(Collected data entries)
..........
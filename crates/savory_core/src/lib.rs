//! Dictionary-like REST resources over persisted models.
//!
//! Resources translate `get`/`put`/`post`/`delete` into attribute reads and
//! writes plus store `save`/`delete` calls, driven by declarative field
//! mappings. The host ORM is reached only through the `model` and `store`
//! contracts.

pub mod context;
pub mod db;
pub mod logging;
pub mod model;
pub mod params;
pub mod resource;
pub mod store;
pub mod value;

pub use context::ApiContext;
pub use logging::{default_log_level, init_logging, logging_status};
pub use model::path::AttrPath;
pub use model::record::Record;
pub use model::{Attributes, Model, ModelError, ModelResult};
pub use params::{ParamError, ParamResult, Params};
pub use resource::{
    ensure_allowed, AccessorField, BasicResource, BoxedResource, Field, FieldError, FieldResult,
    FkPropertyField, Method, ModelResource, PropertyField, QuerySetResource, Resource,
    ResourceError, ResourceResult, ResourceSchema,
};
pub use store::{ModelStore, QuerySet, SqliteRecordStore, StoreError, StoreResult};
pub use value::{coerce, ConversionError, FromValue, ValueKind};

/// Returns the core crate version.
pub fn core_version() -> &'static str {
    env!("CARGO_PKG_VERSION")
}
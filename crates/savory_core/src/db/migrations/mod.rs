//! Migration registry and executor for the record schema.
//!
//! # Invariants
//! - `version` values are strictly increasing.
//! - Pending migrations apply inside one transaction.

use crate::db::{DbError, DbResult};
use log::debug;
use rusqlite::Connection;

#[derive(Debug, Clone, Copy)]
struct Migration {
    version: u32,
    sql: &'static str,
}

const MIGRATIONS: &[Migration] = &[Migration {
    version: 1,
    sql: include_str!("0001_records.sql"),
}];

/// Returns the latest migration version known by this binary.
pub fn latest_version() -> u32 {
    MIGRATIONS.last().map_or(0, |migration| migration.version)
}

/// Applies every migration newer than the connection's `user_version`.
///
/// # Errors
/// - `DbError::UnsupportedSchemaVersion` when the file was written by a newer
///   binary.
pub fn apply_migrations(conn: &mut Connection) -> DbResult<()> {
    let from_version: u32 = conn.query_row("PRAGMA user_version;", [], |row| row.get(0))?;
    let latest = latest_version();

    if from_version > latest {
        return Err(DbError::UnsupportedSchemaVersion {
            db_version: from_version,
            latest_supported: latest,
        });
    }

    let pending: Vec<&Migration> = MIGRATIONS
        .iter()
        .filter(|migration| migration.version > from_version)
        .collect();
    if pending.is_empty() {
        return Ok(());
    }

    let tx = conn.transaction()?;
    for migration in &pending {
        tx.execute_batch(migration.sql)?;
        tx.pragma_update(None, "user_version", migration.version)?;
    }
    tx.commit()?;

    debug!(
        "event=db_migrate module=db status=ok from_version={from_version} to_version={latest} applied={}",
        pending.len()
    );
    Ok(())
}
//! CLI smoke entry point.
//!
//! # Responsibility
//! - Wire `savory_core` end to end: in-memory store, one resource schema,
//!   a POST and a collection GET.
//! - Keep output deterministic for quick local sanity checks.
//!
//! Usage: `savory_cli [BASE_URI]`. Set `SAVORY_LOG_DIR` (absolute path) to
//! enable file logging.

use savory_core::db::open_db_in_memory;
use savory_core::{
    core_version, default_log_level, init_logging, ApiContext, Field, FieldResult, Params,
    PropertyField, QuerySetResource, Record, Resource, ResourceSchema, SqliteRecordStore,
    ValueKind,
};
use serde_json::{json, Map, Value};
use std::error::Error;
use std::process::ExitCode;

const DEFAULT_BASE_URI: &str = "http://localhost/api";

struct NoteResource;

impl ResourceSchema for NoteResource {
    type Model = Record;
    const RESOURCE_PATH: &'static str = "notes";

    fn fields() -> FieldResult<Vec<Box<dyn Field>>> {
        Ok(vec![
            Box::new(PropertyField::new("title", ValueKind::Str)?),
            Box::new(PropertyField::new("word_count", ValueKind::Int)?),
        ])
    }
}

fn main() -> ExitCode {
    match run() {
        Ok(()) => ExitCode::SUCCESS,
        Err(err) => {
            eprintln!("savory_cli error={err}");
            ExitCode::FAILURE
        }
    }
}

fn run() -> Result<(), Box<dyn Error>> {
    if let Ok(log_dir) = std::env::var("SAVORY_LOG_DIR") {
        init_logging(default_log_level(), &log_dir)?;
    }

    let base_uri = std::env::args()
        .nth(1)
        .unwrap_or_else(|| DEFAULT_BASE_URI.to_string());
    let ctx = ApiContext::new(base_uri);

    let conn = open_db_in_memory()?;
    let store = SqliteRecordStore::new(&conn, "note");
    let notes = QuerySetResource::<NoteResource>::new(&store)?;

    let mut input = Map::new();
    input.insert("title".to_string(), json!("hello"));
    input.insert("wordCount".to_string(), json!("2"));
    let created = notes.post(&ctx, &input)?;

    println!("savory_core version={}", core_version());
    println!("created uri={}", ctx.build_resource_uri(created.as_ref()));
    println!(
        "collection {}",
        Value::Object(notes.get(&ctx, &Params::empty())?)
    );
    Ok(())
}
..........
● Aim of the exercise: Retype exactly, and only, the lines from the line holding "use std::error::Error;" through the last line of the data; both of those lines count.

● Answer below:
use std::error::Error;
use std::process::ExitCode;

const DEFAULT_BASE_URI: &str = "http://localhost/api";

struct NoteResource;

impl ResourceSchema for NoteResource {
    type Model = Record;
    const RESOURCE_PATH: &'static str = "notes";

    fn fields() -> FieldResult<Vec<Box<dyn Field>>> {
        Ok(vec![
            Box::new(PropertyField::new("title", ValueKind::Str)?),
            Box::new(PropertyField::new("word_count", ValueKind::Int)?),
        ])
    }
}

fn main() -> ExitCode {
    match run() {
        Ok(()) => ExitCode::SUCCESS,
        Err(err) => {
            eprintln!("savory_cli error={err}");
            ExitCode::FAILURE
        }
    }
}

fn run() -> Result<(), Box<dyn Error>> {
    if let Ok(log_dir) = std::env::var("SAVORY_LOG_DIR") {
        init_logging(default_log_level(), &log_dir)?;
    }

    let base_uri = std::env::args()
        .nth(1)
        .unwrap_or_else(|| DEFAULT_BASE_URI.to_string());
    let ctx = ApiContext::new(base_uri);

    let conn = open_db_in_memory()?;
    let store = SqliteRecordStore::new(&conn, "note");
    let notes = QuerySetResource::<NoteResource>::new(&store)?;

    let mut input = Map::new();
    input.insert("title".to_string(), json!("hello"));
    input.insert("wordCount".to_string(), json!("2"));
    let created = notes.post(&ctx, &input)?;

    println!("savory_core version={}", core_version());
    println!("created uri={}", ctx.build_resource_uri(created.as_ref()));
    println!(
        "collection {}",
        Value::Object(notes.get(&ctx, &Params::empty())?)
    );
    Ok(())
}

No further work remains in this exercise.